The purpose was to increase our awareness of the amount of plastics we use in our households. At the end of the challenge, we shared pictures of the single use plastics collected and talked about ways that we worked to reduce them during that time. Lea Pigage, Zero Waste Hero, mother of 3, B&B owner and biologist, served as a resource to the group.
In Whitehorse, almost 10% of the landfill consists of plastics, and another 10% is composite products made of plastic mixed with other materials (e.g. chip bags, food packaging and single-use coffee cups). Currently the world recovers only 5% of the value of the plastic packaging we produce. Plastics break down into very small particles that are found in seabirds, fish and marine mammals and some of these compounds found in plastics have altered hormones or have other potentially harmful health effects on humans.
A sample of plastic waste collected during the United Church no plastics challenge (Photo: Lillian Nakamure-Maguire)
Our church wondered where recycled plastics are sent and what happens to them in the end? We also wondered if buying products in glass containers was better for the environment (It turns out most glass is crushed and used for landfill cover because it is too costly to ship out of territory).

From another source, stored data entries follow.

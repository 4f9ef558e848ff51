//! Identities, credentials, and the session manager that owns them.

pub mod id;
pub mod session;
pub mod token;

pub use id::*;
pub use session::*;
pub use token::*;
// std
use std::time::Duration as StdDuration;
// self
use crate::obs::{CallKind, CallOutcome};

/// Refresh interceptor events exported as `grocery_admin_refresh_total{event}`.
#[derive(Clone, Copy, Debug, PartialEq, Eq, Hash)]
pub enum RefreshEvent {
	/// A refresh endpoint call started.
	Attempt,
	/// A refresh minted a new access token.
	Success,
	/// A refresh failed and the session was lost.
	Failure,
	/// A caller waited on another caller's refresh.
	Queued,
	/// A refresh leader was cancelled before settling.
	Abandoned,
	/// A rejected request was replayed with a new credential.
	Replay,
}
impl RefreshEvent {
	/// Returns the label value used for the `event` label.
	pub const fn as_str(self) -> &'static str {
		match self {
			RefreshEvent::Attempt => "attempt",
			RefreshEvent::Success => "success",
			RefreshEvent::Failure => "failure",
			RefreshEvent::Queued => "queued",
			RefreshEvent::Abandoned => "abandoned",
			RefreshEvent::Replay => "replay",
		}
	}
}

/// Counts a call outcome as `grocery_admin_call_total{kind,outcome}`.
pub fn record_call_outcome(kind: CallKind, outcome: CallOutcome) {
	#[cfg(feature = "metrics")]
	metrics::counter!(
		"grocery_admin_call_total",
		"kind" => kind.as_str(),
		"outcome" => outcome.as_str()
	)
	.increment(1);
	#[cfg(not(feature = "metrics"))]
	let _ = (kind, outcome);
}

/// Records how long a settled call took as `grocery_admin_call_duration_seconds{kind,outcome}`.
pub fn record_call_duration(kind: CallKind, outcome: CallOutcome, elapsed: StdDuration) {
	#[cfg(feature = "metrics")]
	metrics::histogram!(
		"grocery_admin_call_duration_seconds",
		"kind" => kind.as_str(),
		"outcome" => outcome.as_str()
	)
	.record(elapsed.as_secs_f64());
	#[cfg(not(feature = "metrics"))]
	let _ = (kind, outcome, elapsed);
}

/// Counts a refresh interceptor event.
pub fn record_refresh_event(event: RefreshEvent) {
	#[cfg(feature = "metrics")]
	metrics::counter!("grocery_admin_refresh_total", "event" => event.as_str()).increment(1);
	#[cfg(not(feature = "metrics"))]
	let _ = event;
}
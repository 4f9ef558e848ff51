//! Interaction dispatcher tying Slack surfaces to the REST API.
//!
//! The bot keeps one navigation state (resource and page) per Slack user, renders the home tab
//! from it, and translates button presses and modal submissions into API calls. It logs in with
//! its service credentials before the first call and again whenever the session was lost.

// self
use crate::{
	_prelude::*,
	api::{
		ApiClient, EntityId, FieldKind, FieldValues, Form, FormError, ListQuery, Page, Resource,
		ResourceKind, with_resource,
	},
	auth::{Credentials, SessionEvent, SlackUserId},
	http::HttpTransport,
	slack::{
		Action, BlockActions, Event, EventEnvelope, FormMetadata, Interaction, SlackApi,
		SlackError, ViewSubmission,
		views::{self, FORM_CALLBACK_ID, ReferenceOptions, Row},
	},
};

/// Where a user currently is on the home tab.
#[derive(Clone, Copy, Debug, PartialEq, Eq)]
pub struct HomeState {
	/// Listed resource.
	pub kind: ResourceKind,
	/// 1-based page.
	pub page: usize,
}
impl Default for HomeState {
	fn default() -> Self {
		Self { kind: ResourceKind::ALL[0], page: 1 }
	}
}

/// Synchronous answer to an Events API request.
#[derive(Clone, Debug, PartialEq, Eq)]
pub enum EventReply {
	/// Echo of a URL verification challenge.
	Challenge(String),
	/// Plain acknowledgement.
	Ack,
}

/// Synchronous answer to an interaction request.
#[derive(Clone, Debug, PartialEq, Eq)]
pub enum InteractionReply {
	/// Keep the modal open and show these messages under the keyed blocks.
	Errors {
		/// Message per input block identifier.
		errors: BTreeMap<String, String>,
	},
	/// Plain acknowledgement; a submitted modal closes.
	Ack,
}

/// Slack bot over an API client and a Web API implementation.
pub struct SlackBot<T, S>
where
	T: ?Sized + HttpTransport,
	S: ?Sized + SlackApi,
{
	client: ApiClient<T>,
	slack: Arc<S>,
	credentials: Option<Credentials>,
	homes: Mutex<HashMap<SlackUserId, HomeState>>,
	per_page: usize,
}
impl<T, S> SlackBot<T, S>
where
	T: ?Sized + HttpTransport,
	S: ?Sized + SlackApi,
{
	/// Creates a bot that relies on whatever session `client` already holds.
	pub fn new(client: ApiClient<T>, slack: impl Into<Arc<S>>) -> Self {
		Self {
			client,
			slack: slack.into(),
			credentials: None,
			homes: Default::default(),
			per_page: ListQuery::DEFAULT_PER_PAGE,
		}
	}

	/// Logs in with `credentials` whenever no session is active.
	pub fn with_credentials(mut self, credentials: Credentials) -> Self {
		self.credentials = Some(credentials);

		self
	}

	/// Overrides the number of rows per home tab page.
	pub fn with_per_page(mut self, per_page: usize) -> Self {
		self.per_page = per_page.clamp(1, ListQuery::MAX_PER_PAGE);

		self
	}

	/// API client the bot calls through.
	pub fn client(&self) -> &ApiClient<T> {
		&self.client
	}

	/// Web API implementation views are sent through.
	pub fn slack(&self) -> &Arc<S> {
		&self.slack
	}

	/// Current navigation state of `user`.
	pub fn home_state(&self, user: &SlackUserId) -> HomeState {
		self.homes.lock().get(user).copied().unwrap_or_default()
	}

	/// Handles an Events API envelope.
	pub async fn handle_event(&self, envelope: EventEnvelope) -> Result<EventReply, SlackError> {
		match envelope {
			EventEnvelope::UrlVerification { challenge } => Ok(EventReply::Challenge(challenge)),
			EventEnvelope::EventCallback { event: Event::AppHomeOpened { user, tab } } => {
				if tab.as_deref().is_none_or(|tab| tab == "home") {
					self.publish_home(&user).await?;
				}

				Ok(EventReply::Ack)
			},
			EventEnvelope::EventCallback { event: Event::Unsupported } | EventEnvelope::Unsupported =>
				Ok(EventReply::Ack),
		}
	}

	/// Handles a decoded interaction payload.
	pub async fn handle_interaction(
		&self,
		interaction: Interaction,
	) -> Result<InteractionReply, SlackError> {
		match interaction {
			Interaction::BlockActions(actions) => {
				self.handle_actions(actions).await?;

				Ok(InteractionReply::Ack)
			},
			Interaction::ViewSubmission(submission) => self.handle_submission(submission).await,
			Interaction::Unsupported => Ok(InteractionReply::Ack),
		}
	}

	/// Renders and publishes `user`'s home tab.
	///
	/// A failing list call is rendered into the tab instead of being returned.
	pub async fn publish_home(&self, user: &SlackUserId) -> Result<(), SlackError> {
		let state = self.home_state(user);
		let listing = self.load_rows(state).await;
		let view = match &listing {
			Ok(page) => views::home_view(state.kind, Ok(page)),
			Err(err) => {
				#[cfg(feature = "tracing")]
				tracing::warn!(kind = %state.kind, error = %err, "home tab list failed");

				views::home_view(state.kind, Err(&err.to_string()))
			},
		};

		self.slack.publish_view(user, &view).await
	}

	/// Logs in again whenever the session reports lost authentication.
	///
	/// Runs until the session's event channel closes.
	pub async fn watch_session(&self) {
		let mut events = self.client.session().subscribe();

		loop {
			match events.recv().await {
				Ok(SessionEvent::AuthenticationLost { reason }) => {
					#[cfg(feature = "tracing")]
					tracing::warn!(%reason, "bot session lost; logging in again");
					#[cfg(not(feature = "tracing"))]
					let _ = reason;

					if let Err(err) = self.ensure_session().await {
						#[cfg(feature = "tracing")]
						tracing::error!(error = %err, "bot login failed");
						#[cfg(not(feature = "tracing"))]
						let _ = err;
					}
				},
				Ok(_) => {},
				Err(tokio::sync::broadcast::error::RecvError::Lagged(_)) => {},
				Err(tokio::sync::broadcast::error::RecvError::Closed) => return,
			}
		}
	}

	async fn handle_actions(&self, actions: BlockActions) -> Result<(), SlackError> {
		let user = actions.user.id;

		for event in actions.actions {
			let Some(action) = Action::parse(&event.action_id, event.value.as_deref()) else {
				#[cfg(feature = "tracing")]
				tracing::debug!(action_id = %event.action_id, "ignoring unknown action");

				continue;
			};

			#[cfg(feature = "tracing")]
			tracing::debug!(user = %user, ?action, "handling action");

			match action {
				Action::Navigate(kind) => {
					self.set_home(&user, HomeState { kind, page: 1 });
					self.publish_home(&user).await?;
				},
				Action::Page(kind, page) => {
					self.set_home(&user, HomeState { kind, page });
					self.publish_home(&user).await?;
				},
				Action::Add(kind) => {
					let metadata = FormMetadata { kind, id: None, page: self.home_state(&user).page };

					self.open_form(&actions.trigger_id, metadata, Default::default()).await?;
				},
				Action::Edit(kind, id) => {
					let values = self
						.call(|| async move {
							with_resource!(kind, |R| {
								self.client.get::<R>(id).await.map(|record| record.draft().to_values())
							})
						})
						.await?;
					let metadata = FormMetadata { kind, id: Some(id), page: self.home_state(&user).page };

					self.open_form(&actions.trigger_id, metadata, values).await?;
				},
				Action::Delete(kind, id) => {
					let deleted = self.call(|| self.client.delete_kind(kind, id)).await;

					if let Err(err) = deleted {
						if !matches!(err, Error::NotFound { .. }) {
							return Err(err.into());
						}

						#[cfg(feature = "tracing")]
						tracing::debug!(%kind, id, "record was already deleted");
					}

					self.publish_home(&user).await?;
				},
			}
		}

		Ok(())
	}

	async fn handle_submission(
		&self,
		submission: ViewSubmission,
	) -> Result<InteractionReply, SlackError> {
		if submission.view.callback_id != FORM_CALLBACK_ID {
			return Ok(InteractionReply::Ack);
		}

		let metadata = FormMetadata::decode(&submission.view.private_metadata)?;
		let values = submission.view.state.field_values();
		let outcome = with_resource!(metadata.kind, |R| {
			self.save::<R>(metadata.id, &values).await
		});

		match outcome {
			Ok(()) => {},
			Err(Error::Form(FormError { errors })) =>
				return Ok(InteractionReply::Errors { errors }),
			Err(err) if err.is_auth_failure() => return Err(err.into()),
			Err(err) => {
				let field = with_resource!(metadata.kind, |R| {
					<<R as Resource>::Draft as Form>::FIELDS.first().map(|field| field.key)
				});
				let errors = BTreeMap::from([(
					field.unwrap_or_default().to_owned(),
					format!("Could not save: {err}"),
				)]);

				return Ok(InteractionReply::Errors { errors });
			},
		}

		let user = submission.user.id;

		self.set_home(&user, HomeState { kind: metadata.kind, page: metadata.page.max(1) });
		self.publish_home(&user).await?;

		Ok(InteractionReply::Ack)
	}

	async fn save<R>(&self, id: Option<EntityId>, values: &FieldValues) -> Result<()>
	where
		R: Resource,
	{
		let draft = R::Draft::from_values(values)?;
		let draft = &draft;

		self.call(|| async move {
			match id {
				Some(id) => self.client.update::<R>(id, draft).await.map(|_| ()),
				None => self.client.create::<R>(draft).await.map(|_| ()),
			}
		})
		.await
	}

	async fn open_form(
		&self,
		trigger_id: &str,
		metadata: FormMetadata,
		values: FieldValues,
	) -> Result<(), SlackError> {
		let fields = with_resource!(metadata.kind, |R| <<R as Resource>::Draft as Form>::FIELDS);
		let mut options = ReferenceOptions::new();

		for field in fields {
			let FieldKind::Reference(kind) = field.kind else {
				continue;
			};

			if !options.contains_key(&kind) {
				let choices = self.call(|| self.client.options(kind)).await?;

				options.insert(kind, choices);
			}
		}

		let view = views::form_view(&metadata, fields, &values, &options)?;

		self.slack.open_view(trigger_id, &view).await
	}

	async fn load_rows(&self, state: HomeState) -> Result<Page<Row>> {
		let query = ListQuery::default().with_page(state.page).with_per_page(self.per_page);
		let query = &query;

		self.call(|| async move {
			with_resource!(state.kind, |R| {
				self.client.list::<R>(query).await.map(|page| {
					page.map(|record| Row { id: record.id(), label: record.label() })
				})
			})
		})
		.await
	}

	/// Runs `op` with a live session, logging in again and retrying once if it was lost.
	async fn call<F, Fut, R>(&self, op: F) -> Result<R>
	where
		F: Fn() -> Fut,
		Fut: Future<Output = Result<R>>,
	{
		self.ensure_session().await?;

		match op().await {
			Err(err) if err.is_auth_failure() && self.credentials.is_some() => {
				#[cfg(feature = "tracing")]
				tracing::info!(error = %err, "API session rejected; logging in again");

				self.ensure_session().await?;

				op().await
			},
			result => result,
		}
	}

	async fn ensure_session(&self) -> Result<()> {
		match &self.credentials {
			Some(credentials) => self.client.ensure_login(credentials).await,
			None => Ok(()),
		}
	}

	fn set_home(&self, user: &SlackUserId, state: HomeState) {
		self.homes.lock().insert(user.clone(), state);
	}
}
impl<T, S> Debug for SlackBot<T, S>
where
	T: ?Sized + HttpTransport,
	S: ?Sized + SlackApi,
{
	fn fmt(&self, f: &mut Formatter) -> FmtResult {
		f.debug_struct("SlackBot")
			.field("client", &self.client)
			.field("has_credentials", &self.credentials.is_some())
			.field("users", &self.homes.lock().len())
			.finish()
	}
}
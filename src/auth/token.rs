//! Redacted token secrets and the access/refresh pair held by a session.

// crates.io
use base64::{Engine, engine::general_purpose::URL_SAFE_NO_PAD};
// self
use crate::_prelude::*;

/// Redacted token secret wrapper keeping sensitive material out of logs.
#[derive(Clone, PartialEq, Eq, Hash, Serialize, Deserialize)]
#[serde(transparent)]
pub struct TokenSecret(String);
impl TokenSecret {
	/// Wraps a new secret string.
	pub fn new(value: impl Into<String>) -> Self {
		Self(value.into())
	}

	/// Returns the inner token value. Callers must avoid logging this string.
	pub fn expose(&self) -> &str {
		&self.0
	}

	/// Reads the `exp` claim when the secret is a JWT.
	///
	/// Signatures are not verified; the claim is only used to schedule refreshes early. Opaque
	/// tokens and malformed payloads yield `None`.
	pub fn jwt_expiry(&self) -> Option<OffsetDateTime> {
		#[derive(Deserialize)]
		struct Claims {
			exp: i64,
		}

		let payload = self.0.split('.').nth(1)?;
		let bytes = URL_SAFE_NO_PAD.decode(payload.trim_end_matches('=')).ok()?;
		let claims: Claims = serde_json::from_slice(&bytes).ok()?;

		OffsetDateTime::from_unix_timestamp(claims.exp).ok()
	}
}
impl AsRef<str> for TokenSecret {
	fn as_ref(&self) -> &str {
		self.expose()
	}
}
impl Debug for TokenSecret {
	fn fmt(&self, f: &mut Formatter) -> FmtResult {
		f.debug_tuple("TokenSecret").field(&"<redacted>").finish()
	}
}
impl Display for TokenSecret {
	fn fmt(&self, f: &mut Formatter) -> FmtResult {
		f.write_str("<redacted>")
	}
}

/// Access/refresh credentials issued by the API's login or refresh endpoints.
#[derive(Clone, PartialEq, Eq, Serialize, Deserialize)]
pub struct TokenPair {
	/// Short-lived credential sent as the bearer token.
	pub access_token: TokenSecret,
	/// Long-lived credential used to mint new access tokens.
	pub refresh_token: Option<TokenSecret>,
	/// Instant the pair was stored locally.
	pub issued_at: OffsetDateTime,
}
impl TokenPair {
	/// Creates a pair holding only an access token.
	pub fn new(access_token: impl Into<String>) -> Self {
		Self {
			access_token: TokenSecret::new(access_token),
			refresh_token: None,
			issued_at: OffsetDateTime::now_utc(),
		}
	}

	/// Attaches a refresh token.
	pub fn with_refresh(mut self, refresh_token: impl Into<String>) -> Self {
		self.refresh_token = Some(TokenSecret::new(refresh_token));

		self
	}

	/// Expiry of the access token, when it is a JWT with an `exp` claim.
	pub fn access_expires_at(&self) -> Option<OffsetDateTime> {
		self.access_token.jwt_expiry()
	}

	/// Returns `true` when the access token is known to expire within `skew` of `now`.
	///
	/// Tokens without a readable expiry are never considered expired; the API's 401 decides.
	/// An expiry too close to the representable minimum to subtract `skew` from counts as
	/// expired.
	pub fn is_access_expired_at(&self, now: OffsetDateTime, skew: Duration) -> bool {
		self.access_expires_at().is_some_and(|expires_at| {
			expires_at.checked_sub(skew).is_none_or(|refresh_at| refresh_at <= now)
		})
	}

	/// Applies a refresh response, keeping the current refresh token when none was rotated.
	pub fn rotate(&mut self, grant: TokenGrant) {
		self.access_token = grant.access_token;

		if let Some(refresh) = grant.refresh_token {
			self.refresh_token = Some(refresh);
		}

		self.issued_at = OffsetDateTime::now_utc();
	}
}
impl From<TokenGrant> for TokenPair {
	fn from(grant: TokenGrant) -> Self {
		Self {
			access_token: grant.access_token,
			refresh_token: grant.refresh_token,
			issued_at: OffsetDateTime::now_utc(),
		}
	}
}
impl Debug for TokenPair {
	fn fmt(&self, f: &mut Formatter) -> FmtResult {
		f.debug_struct("TokenPair")
			.field("access_token", &"<redacted>")
			.field("refresh_token", &self.refresh_token.as_ref().map(|_| "<redacted>"))
			.field("issued_at", &self.issued_at)
			.field("access_expires_at", &self.access_expires_at())
			.finish()
	}
}

/// Body returned by the login and refresh endpoints.
#[derive(Clone, Debug, Deserialize)]
pub struct TokenGrant {
	/// Newly minted access token.
	#[serde(alias = "access")]
	pub access_token: TokenSecret,
	/// Rotated refresh token, if the API rotates them.
	#[serde(default, alias = "refresh")]
	pub refresh_token: Option<TokenSecret>,
}

/// Username/password pair submitted to the login endpoint.
#[derive(Clone, Serialize)]
pub struct Credentials {
	/// Account name.
	pub username: crate::auth::Username,
	/// Account password.
	pub password: TokenSecret,
}
impl Credentials {
	/// Creates a credential pair.
	pub fn new(username: crate::auth::Username, password: impl Into<String>) -> Self {
		Self { username, password: TokenSecret::new(password) }
	}
}
impl Debug for Credentials {
	fn fmt(&self, f: &mut Formatter) -> FmtResult {
		f.debug_struct("Credentials")
			.field("username", &self.username)
			.field("password", &"<redacted>")
			.finish()
	}
}
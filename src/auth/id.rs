//! Validated identifiers for API accounts and Slack members.

// std
use std::{borrow::Borrow, ops::Deref};
// self
use crate::_prelude::*;

macro_rules! def_id {
	($name:ident, $doc:literal, $kind:literal, $max:expr) => {
		#[doc = $doc]
		#[derive(Clone, PartialEq, Eq, PartialOrd, Ord, Hash, Serialize, Deserialize)]
		#[serde(try_from = "String", into = "String")]
		pub struct $name(String);
		impl $name {
			/// Maximum accepted length in bytes.
			pub const MAX_LEN: usize = $max;

			/// Creates a new identifier after validation.
			pub fn new(value: impl AsRef<str>) -> Result<Self, IdentifierError> {
				let view = value.as_ref();

				validate_view($kind, view, $max)?;

				Ok(Self(view.to_owned()))
			}
		}
		impl Deref for $name {
			type Target = str;

			fn deref(&self) -> &Self::Target {
				&self.0
			}
		}
		impl AsRef<str> for $name {
			fn as_ref(&self) -> &str {
				&self.0
			}
		}
		impl From<$name> for String {
			fn from(value: $name) -> Self {
				value.0
			}
		}
		impl TryFrom<String> for $name {
			type Error = IdentifierError;

			fn try_from(value: String) -> Result<Self, Self::Error> {
				validate_view($kind, &value, $max)?;

				Ok(Self(value))
			}
		}
		impl Borrow<str> for $name {
			fn borrow(&self) -> &str {
				&self.0
			}
		}
		impl Debug for $name {
			fn fmt(&self, f: &mut Formatter) -> FmtResult {
				write!(f, concat!($kind, "({})"), self.0)
			}
		}
		impl Display for $name {
			fn fmt(&self, f: &mut Formatter) -> FmtResult {
				f.write_str(&self.0)
			}
		}
		impl FromStr for $name {
			type Err = IdentifierError;

			fn from_str(s: &str) -> Result<Self, Self::Err> {
				Self::new(s)
			}
		}
	};
}

/// Error returned when identifier validation fails.
#[derive(Clone, Debug, PartialEq, Eq, Serialize, ThisError)]
pub enum IdentifierError {
	/// The identifier was empty.
	#[error("{kind} cannot be empty.")]
	Empty {
		/// Kind of identifier.
		kind: &'static str,
	},
	/// The identifier contains whitespace characters.
	#[error("{kind} contains whitespace.")]
	ContainsWhitespace {
		/// Kind of identifier.
		kind: &'static str,
	},
	/// The identifier exceeded the allowed length.
	#[error("{kind} exceeds {max} characters.")]
	TooLong {
		/// Kind of identifier.
		kind: &'static str,
		/// Maximum permitted length.
		max: usize,
	},
}

def_id! { Username, "Login name of a REST API account.", "Username", 150 }
def_id! { SlackUserId, "Slack member identifier (`U…`/`W…`).", "SlackUser", 32 }

fn validate_view(kind: &'static str, view: &str, max: usize) -> Result<(), IdentifierError> {
	if view.is_empty() {
		return Err(IdentifierError::Empty { kind });
	}
	if view.chars().any(char::is_whitespace) {
		return Err(IdentifierError::ContainsWhitespace { kind });
	}
	if view.len() > max {
		return Err(IdentifierError::TooLong { kind, max });
	}

	Ok(())
}

#[cfg(test)]
mod tests {
	// self
	use super::*;

	#[test]
	fn identifiers_reject_whitespace_and_empty_values() {
		assert!(Username::new(" admin").is_err(), "Leading whitespace must be rejected.");
		assert!(Username::new("admin ").is_err(), "Trailing whitespace must be rejected.");
		assert!(SlackUserId::new("").is_err());

		let user = Username::new("admin").expect("Username fixture should be valid.");

		assert_eq!(user.as_ref(), "admin");
		assert_eq!(format!("{user:?}"), "Username(admin)");
	}

	#[test]
	fn length_limits_are_per_kind() {
		Username::new("a".repeat(Username::MAX_LEN)).expect("Exact length should succeed.");

		assert!(Username::new("a".repeat(Username::MAX_LEN + 1)).is_err());
		assert!(matches!(
			SlackUserId::new("U".repeat(33)),
			Err(IdentifierError::TooLong { max: 32, .. })
		));
	}

	#[test]
	fn serde_enforces_validation() {
		let user: SlackUserId =
			serde_json::from_str("\"U024BE7LH\"").expect("Slack user should deserialize.");

		assert_eq!(user.as_ref(), "U024BE7LH");
		assert!(serde_json::from_str::<SlackUserId>("\"with space\"").is_err());
	}

	#[test]
	fn borrow_supports_fast_lookup() {
		let map: HashMap<SlackUserId, u8> = HashMap::from_iter([(
			SlackUserId::new("U1").expect("Slack user used for lookup should be valid."),
			3_u8,
		)]);

		assert_eq!(map.get("U1"), Some(&3));
	}
}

For many participants it proved to be a challenge to eliminate things such as meat foam trays, take-out containers, food and consumer product packaging, ready-made salads in plastic, yogurt containers and coffee cups with plastic tops. Cleaning supply containers seemed to take a large portion of my plastic – bleach bottles, floor cleaners, window cleaners, etc. I learned that I didn’t really need all these different kinds of cleaners. One kind of soap purchased in large containers could handle many kinds of jobs.
Many of us already use cloth bags for shopping; some also carry small nylon bags for bulk bin products such as nuts or grains and legumes. These bags weigh next to nothing and won’t add to the cost of the product. Some members have requested of store managers to carry more bulk foods in bins, and allow people to bring their own glass jars. Riverside Grocery allows this and will weigh your container prior to filling it.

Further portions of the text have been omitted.